L’organisation ne s’effondrera peut-être pas immédiatement, mais son importance dans les affaires internationales, comme celle du Royaume-Uni, est susceptible de diminuer avec le temps avec de plus grands appels à la fragmentation. Il est à noter que presque tous les pays du Commonwealth des Caraïbes sont déjà sonorisation critique de la monarchie et poussée vers le statut de république, celui qui a été obtenu par tous les pays africains à l’indépendance – à l’exception d’Eswatini.

Pour survivre, l’institution, qui a été inégalitaire, devra se transformer et trouver un nouveau but commun pertinent pour son temps. Une question clé à cet égard concerne la question de savoir qui deviendra le prochain dirigeant de l’organisme. Charles sera-t-il aux commandes et, si oui, fera-t-il preuve d’autant de tact que la reine ?

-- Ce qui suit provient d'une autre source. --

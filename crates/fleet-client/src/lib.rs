//! Fleet Client
//!
//! HTTP implementation of [`fleet_core::Client`] for the Woodpecker CI
//! server API.

mod client;

pub use client::{PER_PAGE, ServerClient};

Ou sera-t-il franc, comme il l’a récemment montré en exprimant son opposition aux projets du Royaume-Uni de rapatrier les migrants illégaux au Rwanda ? Ou le prochain dirigeant du Commonwealth viendra-t-il du Canada, d’Australie ou même d’Afrique dans le but de rendre l’organisation plus représentative ?

Des questions subsistent également quant à la durée de vie de la monarchie, une ancienne institution héréditaire qui n’est pas universellement populaire même au Royaume-Uni, survivra en tant qu’élément central de la démocratie britannique moderne. En conséquence, l’avenir du Commonwealth pourrait finalement être décidé par le sort de la monarchie elle-même. Pour l’instant, sa nécrologie reste à l’état de brouillon.

Sishuwa Sishuwa est une historienne et commentatrice politique zambienne.

Les opinions exprimées sont celles de l’auteur et ne reflètent pas nécessairement la politique ou la position officielle du Courrier et gardien.